This is mostly a meme. If you're doing CPU-bound work where each instruction counts then there are ways to tune Python performance. There's https://numba.pydata.org/ and https://cython.org/ 'easily tune readable Python code into plain C performance by adding static type declarations, also in Python syntax.' Python can use multiple processes, multiple interpreters, and soon 'real threads.' I should add that a lot of algorithms aren't parallel so they're not likely to benefit from such improvements. But Python byte code already is quite fast as it is.
As for 'data processing' -- if the work-load is I/O bound its not going to matter if you use Python or C. It will be just as fast.
Everything in CPython is pass-by-reference. But there's no difference between that and pass-by-value for types like `int` and `str` because they're immutable.
> Not because it is fast or particularly good at anything it does.
True.
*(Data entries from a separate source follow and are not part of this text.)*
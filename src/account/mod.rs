//! Account state machines over the user store
//!
//! Each manager loads the current user row, applies one transition, and
//! saves. Saves race through the store's optimistic versioning; a conflict
//! means another request won, so the manager re-reads and re-applies against
//! the fresh state a bounded number of times. That retry is what makes the
//! no-op branches of the state machines converge under concurrency.

pub mod advisor;
pub mod password;
pub mod points;
pub mod profile;

use crate::error::{AuthError, AuthResult};
use crate::store::{StoreError, UserStore};
use crate::user::{User, UserId};

const MAX_SAVE_ATTEMPTS: usize = 3;

/// Load-mutate-save with bounded optimistic retry.
///
/// `apply` runs against the freshest snapshot on every attempt, so it must
/// re-derive its decision from the user it is given rather than from state
/// captured outside.
pub(crate) async fn mutate_user<T>(
	store: &dyn UserStore,
	id: UserId,
	mut apply: impl FnMut(&mut User) -> AuthResult<T> + Send,
) -> AuthResult<(User, T)> {
	for _ in 0..MAX_SAVE_ATTEMPTS {
		let mut user = store.find_by_id(id).await?.ok_or(AuthError::UserNotFound)?;
		let outcome = apply(&mut user)?;
		match store.save(&user).await {
			Ok(saved) => return Ok((saved, outcome)),
			Err(StoreError::VersionConflict(_)) => continue,
			Err(err) => return Err(err.into()),
		}
	}
	Err(AuthError::Conflict(format!("concurrent update on user {id}")))
}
But Python is crucially fast enough and enough for everything.
Sure, it takes 30x longer to parse the data the author has with a Python script than in <insert-a-compiled-language>, but sharing your Python script is easy as... sharing the script. The other party does not need to install anything or learn anything new. It just works.
And at the end of the day this script just very simple and assuming the data isn't changing hourly - which I don't think corona virus is mutating that fast or at very least we are not sequencing it that fast - waiting even a minute for the data is fast enough.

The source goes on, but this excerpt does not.